Strict 1SR. Linearizable across multiple objects with process order.

Serializable

Doesn't impose a per process order between transactions - can observe a write, then fail to see that write in a subsequent transaction.

Linearizability

Operations appear to have occured in some real time order. Operations are atomic. Applies to a single object.

reads will return the last completed write to a data item

Causal Consistency

Causally related operations should appear in the same order e.g. publisher 1 request, 2 responders - the request is always seen before any of the responses. Ordering across/between entities.

PRAM

Pipeline Random Access Memory.

You see your own 2 writes in the order you wrote them, but you may not see the correct ordering from other writers. Session order is a subset of visibility order.

Writes Follow Reads

Session causality. You write "value", a process reads "value" then does some other write, let's call it "second value". The write of "second value" must be visible after the write of "value".

Monotonic Reads

Reads cant go backwards.

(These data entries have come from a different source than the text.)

//! Integration tests for the activity analyzer.
//!
//! These tests run the full analysis over CSV exports and check the report as a
//! calling service would see it.

use pretty_assertions::assert_eq;
use run_analyzer::{
    AnalysisConfig, AnalysisError, Analyzer, Value, analyze, contains_non_finite, load_table,
};
use std::path::PathBuf;

// ============================================================================
// Helper Functions
// ============================================================================

fn fixtures_path() -> PathBuf {
    PathBuf::from(env!("CARGO_MANIFEST_DIR")).join("tests/fixtures")
}

fn fixture_report() -> Value {
    Analyzer::default()
        .analyze_file(fixtures_path().join("activities.csv"))
        .expect("fixture should analyze")
        .into_value()
}

fn section<'a>(report: &'a Value, path: &[&str]) -> &'a Value {
    path.iter().fold(report, |value, key| {
        value
            .get(key)
            .unwrap_or_else(|| panic!("missing key {key} in path {path:?}"))
    })
}

fn seq<'a>(report: &'a Value, path: &[&str]) -> &'a [Value] {
    section(report, path).as_seq().expect("expected a sequence")
}

/// Columns every view needs, without the optional cadence/stride ones.
fn minimal_config() -> AnalysisConfig {
    AnalysisConfig::builder()
        .desc_matrix_columns(["Distance", "Avg_pace_secs"])
        .yearly_stats_columns(["Distance"])
        .histogram_columns(["Distance"])
        .build()
        .unwrap()
}

// ============================================================================
// Full Report Tests
// ============================================================================

#[test]
fn test_report_has_all_sections() {
    let report = fixture_report();
    assert_eq!(
        report.keys(),
        vec![
            "desc_matrix",
            "avg_pace_day_week",
            "totals",
            "yearly_statistics",
            "histogram_data",
            "time_series_data",
            "best_perf",
        ]
    );
}

#[test]
fn test_sanitized_report_has_no_non_finite_values() {
    let analyzer = Analyzer::default();
    let report = analyzer
        .analyze_file(fixtures_path().join("activities.csv"))
        .unwrap();

    // fewer than 30 rows: every moving average is unknown
    assert!(contains_non_finite(&report.to_value()));
    assert!(!contains_non_finite(&report.clone().into_value()));

    let json = report.to_json().unwrap();
    let parsed: serde_json::Value = serde_json::from_str(&json).unwrap();
    assert!(parsed.get("best_perf").is_some());
}

#[test]
fn test_descriptive_matrix_section() {
    let report = fixture_report();

    let index = seq(&report, &["desc_matrix", "index"]);
    assert_eq!(index.len(), 13);
    assert_eq!(index[0].as_str(), Some("Distance"));
    assert_eq!(index[12].as_str(), Some("Average Pace (HH:MM:SS.ss)"));

    // one Avg HR cell is "--"
    let count = seq(&report, &["desc_matrix", "count"]);
    assert_eq!(count[0].as_i64(), Some(8));
    assert_eq!(count[1].as_i64(), Some(7));
    assert_eq!(count[12].as_str(), Some(""));

    let mean = seq(&report, &["desc_matrix", "mean"]);
    assert_eq!(mean[12].as_str(), Some("05:13.00"));

    let max = seq(&report, &["desc_matrix", "max"]);
    assert_eq!(max[0].as_f64(), Some(21.1));
    assert_eq!(max[12].as_str(), Some(""));
}

#[test]
fn test_weekday_section_skips_days_without_runs() {
    let report = fixture_report();
    let weekdays = section(&report, &["avg_pace_day_week"]);

    assert_eq!(
        weekdays.keys(),
        vec!["Wednesday", "Thursday", "Friday", "Saturday", "Sunday"]
    );
    assert_eq!(weekdays.get("Saturday").and_then(Value::as_str), Some("05:25.00"));
    assert_eq!(weekdays.get("Sunday").and_then(Value::as_str), Some("04:48.33"));
}

#[test]
fn test_totals_section() {
    let report = fixture_report();
    assert_eq!(
        section(&report, &["totals", "total_calories"]).as_i64(),
        Some(4477)
    );
    assert_eq!(
        section(&report, &["totals", "total_distance"]).as_f64(),
        Some(64.2)
    );
}

#[test]
fn test_yearly_section() {
    let report = fixture_report();

    let years: Vec<i64> = seq(&report, &["yearly_statistics", "Distance", "Year"])
        .iter()
        .filter_map(Value::as_i64)
        .collect();
    assert_eq!(years, vec![2023, 2024]);

    let min: Vec<f64> = seq(&report, &["yearly_statistics", "Distance", "min"])
        .iter()
        .filter_map(Value::as_f64)
        .collect();
    assert_eq!(min, vec![4.99, 5.0]);

    let max: Vec<f64> = seq(&report, &["yearly_statistics", "Distance", "max"])
        .iter()
        .filter_map(Value::as_f64)
        .collect();
    assert_eq!(max, vec![10.01, 21.1]);
}

#[test]
fn test_histogram_section_counts_known_values() {
    let report = fixture_report();

    let distance: u64 = seq(&report, &["histogram_data", "Distance", "counts"])
        .iter()
        .filter_map(Value::as_i64)
        .map(|c| c as u64)
        .sum();
    assert_eq!(distance, 8);

    let heart_rate: i64 = seq(&report, &["histogram_data", "Avg HR", "counts"])
        .iter()
        .filter_map(Value::as_i64)
        .sum();
    assert_eq!(heart_rate, 7);
    assert_eq!(seq(&report, &["histogram_data", "Avg HR", "bins"]).len(), 10);
}

#[test]
fn test_time_series_unknowns_become_zero() {
    let report = fixture_report();

    let dates = seq(&report, &["time_series_data", "Avg HR", "dates"]);
    assert_eq!(dates[0].as_str(), Some("2023-11-04 08:12:45"));

    let values = seq(&report, &["time_series_data", "Avg HR", "values"]);
    assert_eq!(values[3], Value::Int(0));
    assert_eq!(values[0].as_f64(), Some(148.0));

    let moving = seq(&report, &["time_series_data", "Avg Pace", "moving_average"]);
    assert_eq!(moving.len(), 8);
    assert!(moving.iter().all(|v| *v == Value::Int(0)));
}

#[test]
fn test_best_performances_section() {
    let report = fixture_report();
    let best = section(&report, &["best_perf"]);

    assert_eq!(
        best.keys(),
        vec!["1", "3.22", "4.83", "5", "6.44", "8.05", "10", "21.1"]
    );

    // 5.03 lies outside the 0.02 window; 4.99 and 5.01 inside
    let five_k = seq(&report, &["best_perf", "5"]);
    let dates: Vec<&str> = five_k
        .iter()
        .filter_map(|r| r.get("Date").and_then(Value::as_str))
        .collect();
    assert_eq!(
        dates,
        vec![
            "2023-12-17T09:00:00",
            "2024-03-10T07:15:32",
            "2024-01-06T07:45:10"
        ]
    );
    assert_eq!(
        five_k[0].get("Avg Pace").and_then(Value::as_str),
        Some("4:30")
    );
    assert_eq!(
        five_k[0].get("Time").and_then(Value::as_str),
        Some("00:22:27")
    );

    assert!(seq(&report, &["best_perf", "1"]).is_empty());
    assert_eq!(seq(&report, &["best_perf", "21.1"]).len(), 1);
}

// ============================================================================
// Edge Case Tests
// ============================================================================

#[test]
fn test_totals_with_quoted_and_unknown_cells() {
    let csv = "\
Date,Distance,Calories,Time,Avg HR,Avg Pace
2024-01-01 07:00:00,5.0,300,00:25:00,150,5:00
2024-01-02 07:00:00,3.1,\"450\",00:16:00,150,5:10
2024-01-03 07:00:00,--,200,00:10:00,150,5:20
";
    let report = Analyzer::new(minimal_config())
        .unwrap()
        .analyze(csv)
        .unwrap();

    assert_eq!(report.totals.total_calories, 950);
    assert_eq!(report.totals.total_distance, 8.1);
}

#[test]
fn test_no_tuesday_rows_means_no_tuesday_key() {
    // 2024-01-01 Monday, 2024-01-03 Wednesday
    let csv = "\
Date,Distance,Calories,Time,Avg HR,Avg Pace
2024-01-01 07:00:00,5.0,300,00:25:00,150,5:00
2024-01-03 07:00:00,5.0,300,00:25:00,150,5:00
";
    let value = analyze(csv, &minimal_config()).unwrap();
    assert_eq!(
        section(&value, &["avg_pace_day_week"]).keys(),
        vec!["Monday", "Wednesday"]
    );
}

#[test]
fn test_yearly_absent_label_marks_only_that_label() {
    let config = AnalysisConfig::builder()
        .desc_matrix_columns(["Distance"])
        .yearly_stats_columns(["Distance", "Avg Power"])
        .histogram_columns(["Distance"])
        .build()
        .unwrap();
    let csv = "\
Date,Distance,Calories,Time,Avg HR,Avg Pace
2024-01-01 07:00:00,5.0,300,00:25:00,150,5:00
";
    let value = analyze(csv, &config).unwrap();

    assert!(section(&value, &["yearly_statistics", "Distance", "mean"]).as_seq().is_some());
    assert_eq!(
        section(&value, &["yearly_statistics", "Avg Power", "error"]).as_str(),
        Some("Avg Power not found in dataset")
    );
}

#[test]
fn test_bad_timestamp_rejects_dataset() {
    let csv = "\
Date,Distance,Calories,Time,Avg HR,Avg Pace
2024-01-01 07:00:00,5.0,300,00:25:00,150,5:00
yesterday,5.0,300,00:25:00,150,5:00
";
    let err = Analyzer::new(minimal_config())
        .unwrap()
        .analyze(csv)
        .unwrap_err();
    assert_eq!(err.error_code(), "DATA_FORMAT_ERROR");
    assert!(err.is_data_error());
}

#[test]
fn test_missing_required_source_column() {
    let csv = "Date,Distance,Time\n2024-01-01 07:00:00,5.0,00:25:00\n";
    let err = load_table(csv).unwrap_err();
    assert_eq!(err.error_code(), "DATA_FORMAT_ERROR");
    assert!(err.to_string().contains("Avg Pace"));
}

#[test]
fn test_missing_calories_column_is_missing_field() {
    let csv = "\
Date,Distance,Time,Avg HR,Avg Pace
2024-01-01 07:00:00,5.0,00:25:00,150,5:00
";
    let err = Analyzer::new(minimal_config())
        .unwrap()
        .analyze(csv)
        .unwrap_err();
    assert_eq!(err.error_code(), "MISSING_FIELD");

    let json = serde_json::to_value(&err).unwrap();
    assert_eq!(json["code"], "MISSING_FIELD");
    assert_eq!(
        json["message"],
        "Error computing totals: Missing required columns: Calories"
    );
}

#[test]
fn test_moving_average_over_forty_rows() {
    let mut csv = String::from("Date,Distance,Calories,Time,Avg HR,Avg Pace\n");
    for i in 0..40 {
        csv.push_str(&format!(
            "2024-{:02}-{:02} 07:00:00,5.0,300,00:25:00,150,5:00\n",
            i / 28 + 1,
            i % 28 + 1
        ));
    }
    let report = Analyzer::new(minimal_config())
        .unwrap()
        .analyze(&csv)
        .unwrap();

    let pace = &report.time_series_data.avg_pace.moving_average;
    assert_eq!(pace.len(), 40);
    assert!(pace[..29].iter().all(Option::is_none));
    assert!(pace[29..].iter().all(|v| *v == Some(300.0)));

    let hr = &report.time_series_data.avg_hr.moving_average;
    assert!(hr[29..].iter().all(|v| *v == Some(150.0)));
}

// ============================================================================
// Configuration Tests
// ============================================================================

#[test]
fn test_partial_json_config_takes_defaults() {
    let config = AnalysisConfig::from_json(r#"{"histogram_bins": 5, "target_distances": [5.0]}"#)
        .unwrap();
    assert_eq!(config.histogram_bins, 5);
    assert_eq!(config.target_distances, vec![5.0]);
    assert_eq!(config.distance_tolerance, 0.02);

    let report = Analyzer::new(config)
        .unwrap()
        .analyze_file(fixtures_path().join("activities.csv"))
        .unwrap();
    assert_eq!(report.best_perf.len(), 1);
    assert!(
        report
            .histogram_data
            .iter()
            .filter_map(|(_, outcome)| outcome.computed())
            .all(|h| h.counts.len() == 5)
    );
}

#[test]
fn test_invalid_json_config_rejected() {
    let err = AnalysisConfig::from_json(r#"{"distance_tolerance": -1.0}"#).unwrap_err();
    assert_eq!(err.error_code(), "INVALID_CONFIG");
    assert!(matches!(err, AnalysisError::InvalidConfig(_)));
}

#[test]
fn test_missing_file_is_io_error() {
    let err = Analyzer::default()
        .analyze_file(fixtures_path().join("does_not_exist.csv"))
        .unwrap_err();
    assert_eq!(err.error_code(), "IO_ERROR");
}

#[test]
fn test_independent_analyses_on_threads() {
    let analyzer = std::sync::Arc::new(Analyzer::default());
    let handles: Vec<_> = (0..2)
        .map(|_| {
            let analyzer = analyzer.clone();
            std::thread::spawn(move || {
                analyzer
                    .analyze_file(fixtures_path().join("activities.csv"))
                    .map(|r| r.totals.total_calories)
            })
        })
        .collect();

    for handle in handles {
        assert_eq!(handle.join().unwrap().unwrap(), 4477);
    }
}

You did some writes which created the state for r1. You do a read r1, then r2. The read at r2 cant observe state prior to r1.

Monotonic Writes

Writes by the same process are observed in order.

Dimensions of Consistency

  • Same process or multiple processes
  • Same node or all nodes
  • Single object or multi entity
  • Visibility of ordering across multiple processes, or a single process
  • When do writes become visible to readers

"Highly Available Transactions: Virtues and Limitations Peter Bailis, Aaron Davidson, Alan Fekete† , Ali Ghodsi, Joseph M. Hellerstein, Ion Stoica UC Berkeley and †University of Sydney"

https://www.vldb.org/pvldb/vol7/p181-bailis.pdf

Semantics, taxonomy + experimental results.

Write Skew

In a write skew anomaly, two transactions (T1 and T2) concurrently read an overlapping data set (e.g. values V1 and V2), concurrently make disjoint updates (e.g. T1 updates V1, T2 updates V2), and finally concurrently commit, neither having seen the update performed by the other.

Snapshot Isolation

All reads in a transaction see a consistent snapshot of the database, the transaction successfully commits only if no intermediate conflicting concurrent updates (CAS style).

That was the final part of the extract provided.